Bloodsport and the Films of Jean-Claude Van Damme: 30 Years of Van Dammage

Today is the 30th anniversary of the movie that made Jean-Claude Van Damme a star. In limited release at least. It must’ve been an arthouse movie until it went wide in April. I take IMDB’s word for it because I didn’t see Bloodsport until after I rented Kickboxer on video. I taped Bloodsport off HBO and watched it over and over again. Van Damme had played villains in Black Eagle and No Retreat No Surrender but Bloodsport introduced the action hero who would fill the gaps between Arnold and Stallone movies.

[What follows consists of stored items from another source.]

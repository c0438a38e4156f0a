//! Constructive lattice solver: interlocking two-shape bricks tiled on a
//! centered grid, filled center-out in square shells.
//!
//! A brick is one upright shape at a cell origin plus one half-turned shape
//! at a fixed offset; the flipped silhouette nests into the upright one's
//! concavities, so a brick approaches the minimum area per pair. Bricks
//! repeat at fixed strides, cells are filled in order of Chebyshev distance
//! from the grid center, and odd instance counts leave the last brick with
//! only its upright shape.

use crate::config::PackConfig;
use crate::error::{Error, Result};
use crate::overlap::interiors_overlap;
use crate::placement::{PlacementSet, RigidPlacement};
use crate::shape::ShapeModel;
use crate::solver::{Packing, PackingStrategy};
use crate::spatial_index::SpatialIndex;
use std::sync::Arc;

#[cfg(feature = "serde")]
use serde::{Deserialize, Serialize};

/// Clearance added to the exact-contact interlock constants so that float
/// arithmetic can never turn a touch into a positive-area overlap.
pub const SAFE_TOUCH_BUFFER: f64 = 0.005;

/// The interlock constants of the two-shape brick and its tiling strides.
///
/// A property of the shape geometry, not of the instance count: computed (or
/// calibrated) once and reused for every solve.
#[derive(Debug, Clone, Copy, PartialEq)]
#[cfg_attr(feature = "serde", derive(Serialize, Deserialize))]
pub struct LatticeSpec {
    /// X offset of the half-turned shape within a brick.
    pub unit_dx: f64,
    /// Y offset of the half-turned shape within a brick.
    pub unit_dy: f64,
    /// Horizontal distance between brick origins.
    pub stride_x: f64,
    /// Vertical distance between brick origins.
    pub stride_y: f64,
}

impl LatticeSpec {
    /// The constants calibrated for [`ShapeModel::tree`]: exact contact at
    /// offset (0.35, 0.80) and strides (0.70, 1.00), each padded by the
    /// safe-touch buffer (once for the in-brick offset, twice for the
    /// strides, which separate two independently placed bricks).
    pub fn calibrated() -> Self {
        Self {
            unit_dx: 0.35 + SAFE_TOUCH_BUFFER,
            unit_dy: 0.80 + SAFE_TOUCH_BUFFER,
            stride_x: 0.70 + 2.0 * SAFE_TOUCH_BUFFER,
            stride_y: 1.00 + 2.0 * SAFE_TOUCH_BUFFER,
        }
    }

    /// Returns a spec with every interlock constant grown by `eps` (strides
    /// by `2 * eps`, matching the buffer structure). Used when a solve
    /// detects a collision and must loosen the lattice.
    pub fn widened(&self, eps: f64) -> Self {
        Self {
            unit_dx: self.unit_dx + eps,
            unit_dy: self.unit_dy + eps,
            stride_x: self.stride_x + 2.0 * eps,
            stride_y: self.stride_y + 2.0 * eps,
        }
    }

    /// Chooses a (rows, cols) brick grid holding at least `slots` bricks
    /// with physical extents as close to square as the strides allow.
    ///
    /// Seeds from the stride aspect ratio, then grows whichever axis
    /// currently spans the smaller distance until capacity is met.
    pub fn grid_dims(&self, slots: usize) -> (usize, usize) {
        if slots == 0 {
            return (0, 0);
        }

        let ratio = self.stride_y / self.stride_x;
        let est_rows = (slots as f64 / ratio).sqrt();
        let rows = (est_rows.round() as usize).max(1);
        let cols = ((slots as f64 / rows as f64).round() as usize).max(1);

        let (mut rows, mut cols) = (rows, cols);
        while rows * cols < slots {
            if (cols as f64) * self.stride_x < (rows as f64) * self.stride_y {
                cols += 1;
            } else {
                rows += 1;
            }
        }
        (rows, cols)
    }
}

impl Default for LatticeSpec {
    fn default() -> Self {
        Self::calibrated()
    }
}

/// Deterministic constructive solver over a brick lattice.
pub struct LatticePacker {
    shape: Arc<ShapeModel>,
    spec: LatticeSpec,
    config: PackConfig,
}

impl LatticePacker {
    /// Creates a packer with the calibrated spec and default configuration.
    pub fn new(shape: Arc<ShapeModel>) -> Self {
        Self {
            shape,
            spec: LatticeSpec::calibrated(),
            config: PackConfig::default(),
        }
    }

    /// Overrides the lattice spec.
    pub fn with_spec(mut self, spec: LatticeSpec) -> Self {
        self.spec = spec;
        self
    }

    /// Overrides the configuration.
    pub fn with_config(mut self, config: PackConfig) -> Self {
        self.config = config;
        self
    }

    /// Returns the lattice spec the packer starts from.
    pub fn spec(&self) -> &LatticeSpec {
        &self.spec
    }

    /// Packs exactly `n` instances.
    ///
    /// A collision during construction is a configuration-level failure:
    /// the spec is widened and the whole solve retried. Instances are never
    /// dropped to paper over a tight lattice.
    pub fn pack(&self, n: usize) -> Result<Packing> {
        if n == 0 {
            return Ok(Packing::default());
        }

        if n == 1 {
            let mut set = PlacementSet::with_capacity(1);
            set.push(RigidPlacement::new(
                self.shape.clone(),
                0.0,
                0.0,
                self.config.single_shape_angle_deg,
            ));
            let side = set.side();
            return Ok(Packing { set, side });
        }

        let mut spec = self.spec;
        let mut last_failed = 0;
        for retry in 0..=self.config.max_widen_retries {
            match self.try_pack(n, &spec) {
                Ok(set) => {
                    if retry > 0 {
                        log::debug!(
                            "packed n={n} after {retry} widening retries (stride_x={:.4})",
                            spec.stride_x
                        );
                    }
                    let side = set.side();
                    return Ok(Packing { set, side });
                }
                Err(instance) => {
                    log::warn!(
                        "collision at instance {instance} while packing n={n}; widening lattice by {}",
                        self.config.widen_step
                    );
                    last_failed = instance;
                    spec = spec.widened(self.config.widen_step);
                }
            }
        }

        Err(Error::Unplaceable {
            instance: last_failed,
            retries: self.config.max_widen_retries,
        })
    }

    /// One construction attempt at a fixed spec. Returns the index of the
    /// first colliding instance on failure.
    fn try_pack(&self, n: usize, spec: &LatticeSpec) -> std::result::Result<PlacementSet, usize> {
        let slots = n.div_ceil(2);
        let (rows, cols) = spec.grid_dims(slots);

        // Cell centers keyed by Chebyshev distance from the grid center.
        // Chebyshev (not Euclidean) fills square rings outward, which keeps
        // the occupied region square-shaped as cells are added.
        let offset_c = (cols - 1) as f64 / 2.0;
        let offset_r = (rows - 1) as f64 / 2.0;
        let mut cells = Vec::with_capacity(rows * cols);
        for r in 0..rows {
            for c in 0..cols {
                let x = (c as f64 - offset_c) * spec.stride_x;
                let y = (r as f64 - offset_r) * spec.stride_y;
                cells.push((x.abs().max(y.abs()), x, y));
            }
        }
        cells.sort_by(|a, b| {
            a.0.total_cmp(&b.0)
                .then(a.1.total_cmp(&b.1))
                .then(a.2.total_cmp(&b.2))
        });

        let mut set = PlacementSet::with_capacity(n);
        let mut index = SpatialIndex::new();

        for &(_, bx, by) in &cells {
            if set.len() >= n {
                break;
            }
            self.try_place(&mut set, &mut index, bx, by, 0.0)?;

            if set.len() >= n {
                break;
            }
            self.try_place(&mut set, &mut index, bx + spec.unit_dx, by + spec.unit_dy, 180.0)?;
        }

        Ok(set)
    }

    /// Appends one placement after checking it against all broad-phase
    /// candidates. Every accepted placement has been verified against every
    /// earlier one, so a completed set satisfies the pairwise invariant.
    fn try_place(
        &self,
        set: &mut PlacementSet,
        index: &mut SpatialIndex,
        x: f64,
        y: f64,
        deg: f64,
    ) -> std::result::Result<(), usize> {
        let placement = RigidPlacement::new(self.shape.clone(), x, y, deg);

        for candidate in index.candidates(placement.aabb(), 0.0) {
            if interiors_overlap(&placement, &set[candidate], self.config.tolerance) {
                return Err(set.len());
            }
        }

        index.insert(set.len(), placement.aabb());
        set.push(placement);
        Ok(())
    }
}

impl PackingStrategy for LatticePacker {
    fn pack(&self, n: usize) -> Result<Packing> {
        LatticePacker::pack(self, n)
    }
}

#[cfg(test)]
mod tests {
    use super::*;
    use approx::assert_relative_eq;

    fn packer() -> LatticePacker {
        LatticePacker::new(Arc::new(ShapeModel::tree()))
    }

    #[test]
    fn test_calibrated_constants() {
        let spec = LatticeSpec::calibrated();
        assert_relative_eq!(spec.unit_dx, 0.355);
        assert_relative_eq!(spec.unit_dy, 0.805);
        assert_relative_eq!(spec.stride_x, 0.71);
        assert_relative_eq!(spec.stride_y, 1.01);
    }

    #[test]
    fn test_widened() {
        let spec = LatticeSpec::calibrated().widened(0.01);
        assert_relative_eq!(spec.unit_dx, 0.365);
        assert_relative_eq!(spec.stride_x, 0.73);
        assert_relative_eq!(spec.stride_y, 1.03);
    }

    #[test]
    fn test_grid_dims() {
        let spec = LatticeSpec::calibrated();
        assert_eq!(spec.grid_dims(0), (0, 0));
        assert_eq!(spec.grid_dims(1), (1, 1));
        assert_eq!(spec.grid_dims(2), (1, 2));
        assert_eq!(spec.grid_dims(3), (1, 3));
        assert_eq!(spec.grid_dims(4), (2, 2));

        for slots in 1..=120 {
            let (rows, cols) = spec.grid_dims(slots);
            assert!(rows * cols >= slots, "slots={slots}: {rows}x{cols}");
        }
    }

    #[test]
    fn test_grid_dims_near_square_extent() {
        let spec = LatticeSpec::calibrated();
        for slots in [10, 25, 50, 100] {
            let (rows, cols) = spec.grid_dims(slots);
            let extent_x = cols as f64 * spec.stride_x;
            let extent_y = rows as f64 * spec.stride_y;
            let aspect = extent_x.max(extent_y) / extent_x.min(extent_y);
            assert!(aspect < 1.6, "slots={slots}: aspect {aspect}");
        }
    }

    #[test]
    fn test_pack_zero() {
        let packing = packer().pack(0).unwrap();
        assert!(packing.is_empty());
        assert_eq!(packing.side, 0.0);
    }

    #[test]
    fn test_pack_one_uses_calibrated_angle() {
        let packing = packer().pack(1).unwrap();
        assert_eq!(packing.len(), 1);
        assert_relative_eq!(packing.set[0].pose().deg, 44.9);
        assert!(packing.side < 1.0);
    }

    #[test]
    fn test_pack_two_is_one_brick() {
        let packing = packer().pack(2).unwrap();
        assert_eq!(packing.len(), 2);

        let poses = packing.poses();
        assert_relative_eq!(poses[0].x, 0.0);
        assert_relative_eq!(poses[0].y, 0.0);
        assert_relative_eq!(poses[0].deg, 0.0);
        assert_relative_eq!(poses[1].x, 0.355);
        assert_relative_eq!(poses[1].y, 0.805);
        assert_relative_eq!(poses[1].deg, 180.0);

        assert_relative_eq!(packing.side, 1.205, epsilon = 1e-12);
    }

    #[test]
    fn test_pack_odd_leaves_last_brick_half_filled() {
        let packing = packer().pack(5).unwrap();
        assert_eq!(packing.len(), 5);

        let rotations: Vec<f64> = packing.poses().iter().map(|p| p.deg).collect();
        assert_eq!(rotations, vec![0.0, 180.0, 0.0, 180.0, 0.0]);
    }

    #[test]
    fn test_pack_exact_count() {
        let packer = packer();
        for n in [3, 4, 7, 12, 25, 60] {
            let packing = packer.pack(n).unwrap();
            assert_eq!(packing.len(), n, "n={n}");
        }
    }

    #[test]
    fn test_determinism() {
        let packer = packer();
        let a = packer.pack(37).unwrap();
        let b = packer.pack(37).unwrap();

        assert_eq!(a.side.to_bits(), b.side.to_bits());
        for (pa, pb) in a.poses().iter().zip(b.poses().iter()) {
            assert_eq!(pa.x.to_bits(), pb.x.to_bits());
            assert_eq!(pa.y.to_bits(), pb.y.to_bits());
            assert_eq!(pa.deg.to_bits(), pb.deg.to_bits());
        }
    }

    #[test]
    fn test_too_tight_spec_fails_after_retries() {
        // Bricks stacked directly on top of each other cannot be packed
        // even after a handful of tiny widenings.
        let spec = LatticeSpec {
            unit_dx: 0.0,
            unit_dy: 0.0,
            stride_x: 0.1,
            stride_y: 0.1,
        };
        let packer = LatticePacker::new(Arc::new(ShapeModel::tree()))
            .with_spec(spec)
            .with_config(PackConfig::new().with_max_widen_retries(2));

        let result = packer.pack(4);
        assert!(matches!(result, Err(Error::Unplaceable { retries: 2, .. })));
    }

    #[test]
    fn test_widening_recovers_slightly_tight_spec() {
        // Strides 5% under the calibrated values collide at first, but a few
        // widening steps restore a valid lattice.
        let calibrated = LatticeSpec::calibrated();
        let spec = LatticeSpec {
            stride_x: calibrated.stride_x - 0.03,
            stride_y: calibrated.stride_y - 0.03,
            ..calibrated
        };
        let packer = LatticePacker::new(Arc::new(ShapeModel::tree()))
            .with_spec(spec)
            .with_config(PackConfig::new().with_widen_step(0.01));

        let packing = packer.pack(8).unwrap();
        assert_eq!(packing.len(), 8);
    }
}
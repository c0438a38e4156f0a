//! Solver and scorer configuration.

#[cfg(feature = "serde")]
use serde::{Deserialize, Serialize};

/// Configuration shared by the packer, refiner and scorer.
///
/// All numeric tolerances are explicit here; no module relies on ambient
/// precision state.
#[derive(Debug, Clone, Copy, PartialEq)]
#[cfg_attr(feature = "serde", derive(Serialize, Deserialize))]
pub struct PackConfig {
    /// Interior intersection area above which two placements count as
    /// overlapping. Boundary contact has zero area and is always legal.
    pub tolerance: f64,

    /// Amount by which the lattice interlock constants grow after a
    /// collision is detected during construction.
    pub widen_step: f64,

    /// Maximum number of spec-widening retries before a solve aborts.
    pub max_widen_retries: u32,

    /// Angular step of the coarse global-rotation sweep, in degrees.
    pub coarse_step_deg: f64,

    /// Angular step of the fine sweep around the best coarse angle.
    pub fine_step_deg: f64,

    /// Half-width of the fine sweep window, in degrees.
    pub fine_window_deg: f64,

    /// Rotation applied to a lone shape (N=1) to minimize its own bounding
    /// square. Calibrated for the unit tree shape.
    pub single_shape_angle_deg: f64,
}

impl Default for PackConfig {
    fn default() -> Self {
        Self {
            tolerance: 1e-12,
            widen_step: 1e-3,
            max_widen_retries: 8,
            coarse_step_deg: 1.0,
            fine_step_deg: 0.1,
            fine_window_deg: 1.0,
            single_shape_angle_deg: 44.9,
        }
    }
}

impl PackConfig {
    /// Creates a configuration with default values.
    pub fn new() -> Self {
        Self::default()
    }

    /// Sets the overlap area tolerance.
    pub fn with_tolerance(mut self, tolerance: f64) -> Self {
        self.tolerance = tolerance;
        self
    }

    /// Sets the spec-widening step.
    pub fn with_widen_step(mut self, step: f64) -> Self {
        self.widen_step = step;
        self
    }

    /// Sets the maximum number of spec-widening retries.
    pub fn with_max_widen_retries(mut self, retries: u32) -> Self {
        self.max_widen_retries = retries;
        self
    }

    /// Sets the coarse rotation sweep step in degrees.
    pub fn with_coarse_step_deg(mut self, step: f64) -> Self {
        self.coarse_step_deg = step;
        self
    }

    /// Sets the fine rotation sweep step in degrees.
    pub fn with_fine_step_deg(mut self, step: f64) -> Self {
        self.fine_step_deg = step;
        self
    }

    /// Sets the fine sweep half-window in degrees.
    pub fn with_fine_window_deg(mut self, window: f64) -> Self {
        self.fine_window_deg = window;
        self
    }

    /// Sets the calibrated single-shape rotation in degrees.
    pub fn with_single_shape_angle_deg(mut self, deg: f64) -> Self {
        self.single_shape_angle_deg = deg;
        self
    }
}
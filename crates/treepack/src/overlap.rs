//! Boundary-exact overlap predicate between two placed shapes.
//!
//! Two placements collide only when their interiors share positive area.
//! Edge or vertex contact has zero intersection area and is legal; the
//! densest packings rely on it. The interior intersection is computed
//! exactly with a polygon overlay and compared against a single explicit
//! area tolerance.

use crate::placement::RigidPlacement;
use i_overlay::core::fill_rule::FillRule;
use i_overlay::core::overlay_rule::OverlayRule;
use i_overlay::float::single::SingleFloatOverlay;

/// Returns true if two AABBs intersect, with `slack` expanding the first.
pub fn aabbs_intersect(a: [f64; 4], b: [f64; 4], slack: f64) -> bool {
    a[0] - slack <= b[2] && b[0] <= a[2] + slack && a[1] - slack <= b[3] && b[1] <= a[3] + slack
}

/// Computes the exact interior intersection area of two polygons.
///
/// Returns 0 for disjoint or merely touching polygons.
pub fn overlap_area(a: &[(f64, f64)], b: &[(f64, f64)]) -> f64 {
    let subject: Vec<Vec<[f64; 2]>> = vec![a.iter().map(|&(x, y)| [x, y]).collect()];
    let clip: Vec<[f64; 2]> = b.iter().map(|&(x, y)| [x, y]).collect();

    let shapes = subject.overlay(&[clip], OverlayRule::Intersect, FillRule::NonZero);

    // Outer contours and holes carry opposite winding, so the signed areas
    // cancel correctly within each shape.
    let mut total = 0.0;
    for shape in &shapes {
        for contour in shape {
            total += signed_area(contour);
        }
    }
    total.abs()
}

/// Broad AABB rejection, then exact interior-area comparison.
pub fn interiors_overlap(a: &RigidPlacement, b: &RigidPlacement, tolerance: f64) -> bool {
    if !aabbs_intersect(a.aabb(), b.aabb(), 0.0) {
        return false;
    }
    overlap_area(a.world_polygon(), b.world_polygon()) > tolerance
}

/// Shoelace area of one contour (positive for counter-clockwise winding).
fn signed_area(contour: &[[f64; 2]]) -> f64 {
    let n = contour.len();
    if n < 3 {
        return 0.0;
    }
    let mut sum = 0.0;
    for i in 0..n {
        let [x1, y1] = contour[i];
        let [x2, y2] = contour[(i + 1) % n];
        sum += x1 * y2 - x2 * y1;
    }
    sum / 2.0
}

Bloodsport is the supposedly true story of Frank Dux, who competed in the underground Kumite. His story has been debunked but as they say, when the legend becomes fact, print the legend. It is a great mythology. A westerner earns the respect of a martial arts master as a child. Now as a military officer he goes AWOL to do his master proud. It makes a great story of a stranger in a foreign land, and they build up the brutality of the bloodsport as the deadliest game around.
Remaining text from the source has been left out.